> [WHAT YOU NEED TO DO]:
Line by line, please look for the word "struct" in the following records, then copy each line you find it in.

> [GIVEN DATA]:
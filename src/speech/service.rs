//! Device-backed speech service.

use chrono::Utc;
use tracing::debug;

use crate::speech::types::{SpeechToTextRequest, SpeechToTextResponse};

/// Transcript returned for every request; the device does the recognition.
pub const DEVICE_TRANSCRIPT: &str = "Speech recognition is handled on the mobile device";

/// Language reported for all audio.
pub const DEVICE_LANGUAGE: &str = "en-US";

/// Stateless speech collaborator.
#[derive(Clone, Copy, Debug, Default)]
pub struct SpeechService;

#[allow(clippy::unused_self)]
impl SpeechService {
    /// Create the service.
    #[must_use]
    pub const fn new() -> Self {
        Self
    }

    /// Acknowledge an audio submission.
    #[must_use]
    pub fn speech_to_text(&self, request: &SpeechToTextRequest) -> SpeechToTextResponse {
        debug!(
            "Speech request: {} base64 chars, {} at {} Hz, hint {}",
            request.audio_data.len(),
            request.encoding(),
            request.sample_rate_hertz(),
            request.language_code()
        );

        SpeechToTextResponse {
            transcript: DEVICE_TRANSCRIPT.to_string(),
            confidence: 1.0,
            detected_language: DEVICE_LANGUAGE.to_string(),
            timestamp: Utc::now(),
        }
    }

    /// Report the language of submitted audio.
    #[must_use]
    pub fn detect_audio_language(&self, audio_data: &str) -> &'static str {
        debug!("Audio language request: {} base64 chars", audio_data.len());
        DEVICE_LANGUAGE
    }
}
/// Unmatched route or method.
async fn not_found(method: Method, uri: Uri) -> ApiError {
    ApiError::NotFound(format!("Route {method} {} not found", uri.path()))
}

fn require_text(value: &str, message: &str) -> Result<(), ApiError> {
    if value.trim().is_empty() {
        return Err(ApiError::BadRequest(message.to_string()));
    }
    Ok(())
}

/// Handle translation requests.
async fn translate(
    State(state): State<Arc<AppState>>,
    payload: Result<Json<TranslationRequest>, JsonRejection>,
) -> Result<Json<TranslationResponse>, ApiError> {
    let Json(request) = payload?;
    require_text(&request.text, "Text is required for translation")?;

    let response = state.translation.translate(&request).await?;
    Ok(Json(response))
}

/// Language detection request.
#[derive(Debug, Deserialize)]
pub struct DetectLanguageRequest {
    /// Text to inspect.
    #[serde(default)]
    pub text: String,
}

/// Language detection response.
#[derive(Debug, Serialize)]
pub struct DetectLanguageResponse {
    /// Detected language code.
    pub language: String,
    /// Provider confidence.
    pub confidence: f64,
    /// Response time.
    pub timestamp: DateTime<Utc>,
}

/// Handle language detection requests.
async fn detect_language(
    State(state): State<Arc<AppState>>,
    payload: Result<Json<DetectLanguageRequest>, JsonRejection>,
) -> Result<Json<DetectLanguageResponse>, ApiError> {
    let Json(request) = payload?;
    require_text(&request.text, "Text is required for language detection")?;

    let detection = state.translation.detect_language(&request.text).await;
    Ok(Json(DetectLanguageResponse {
        language: detection.language,
        confidence: detection.confidence,
        timestamp: Utc::now(),
    }))
}

/// Supported languages response.
#[derive(Debug, Serialize)]
pub struct SupportedLanguagesResponse {
    /// Languages offered.
    pub languages: Vec<SupportedLanguage>,
    /// Number of languages.
    pub count: usize,
    /// Response time.
    pub timestamp: DateTime<Utc>,
}

/// List supported languages.
async fn supported_languages(
    State(state): State<Arc<AppState>>,
) -> Json<SupportedLanguagesResponse> {
    let languages = state.translation.supported_languages().await;
    let count = languages.len();

    Json(SupportedLanguagesResponse {
        languages,
        count,
        timestamp: Utc::now(),
    })
}

/// Batch translation request.
#[derive(Debug, Deserialize)]
#[serde(rename_all = "camelCase")]
pub struct BatchTranslateRequest {
    /// Texts to translate.
    #[serde(default)]
    pub texts: Vec<String>,
    /// Target language for every text.
    #[serde(default = "default_target_language")]
    pub target_language: String,
}

fn default_target_language() -> String {
    DEFAULT_TARGET_LANGUAGE.to_string()
}

/// Batch translation response.
#[derive(Debug, Serialize)]
pub struct BatchTranslateResponse {
    /// One result per input text, in order.
    pub results: Vec<TranslationResponse>,
    /// Number of results.
    pub count: usize,
    /// Response time.
    pub timestamp: DateTime<Utc>,
}

/// Handle batch translation requests.
async fn batch_translate(
    State(state): State<Arc<AppState>>,
    payload: Result<Json<BatchTranslateRequest>, JsonRejection>,
) -> Result<Json<BatchTranslateResponse>, ApiError> {
    let Json(request) = payload?;

    if request.texts.is_empty() {
        return Err(ApiError::BadRequest(
            "An array of texts is required for batch translation".to_string(),
        ));
    }

    if request.texts.len() > MAX_BATCH_TEXTS {
        return Err(ApiError::BadRequest(format!(
            "Maximum {MAX_BATCH_TEXTS} texts allowed per batch request"
        )));
    }

    let results = state
        .translation
        .batch_translate(&request.texts, &request.target_language)
        .await?;
    let count = results.len();

    Ok(Json(BatchTranslateResponse {
        results,
        count,
        timestamp: Utc::now(),
    }))
}

/// Handle speech-to-text requests.
async fn speech_to_text(
    State(state): State<Arc<AppState>>,
    payload: Result<Json<SpeechToTextRequest>, JsonRejection>,
) -> Result<Json<SpeechToTextResponse>, ApiError> {
    let Json(request) = payload?;
    require_text(
        &request.audio_data,
        "Audio data is required for speech-to-text conversion",
    )?;

    Ok(Json(state.speech.speech_to_text(&request)))
}

/// Audio language detection request.
#[derive(Debug, Deserialize)]
#[serde(rename_all = "camelCase")]
pub struct DetectAudioLanguageRequest {
    /// Base64-encoded audio.
    #[serde(default)]
    pub audio_data: String,
}

/// Audio language detection response.
#[derive(Debug, Serialize)]
#[serde(rename_all = "camelCase")]
pub struct DetectAudioLanguageResponse {
    /// Detected language code.
    pub language_code: String,
    /// Response time.
    pub timestamp: DateTime<Utc>,
}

> [OUTPUT FOR THIS TASK]:
pub struct SpeechService;
pub struct DetectLanguageRequest {
pub struct DetectLanguageResponse {
pub struct SupportedLanguagesResponse {
pub struct BatchTranslateRequest {
pub struct BatchTranslateResponse {
pub struct DetectAudioLanguageRequest {
pub struct DetectAudioLanguageResponse {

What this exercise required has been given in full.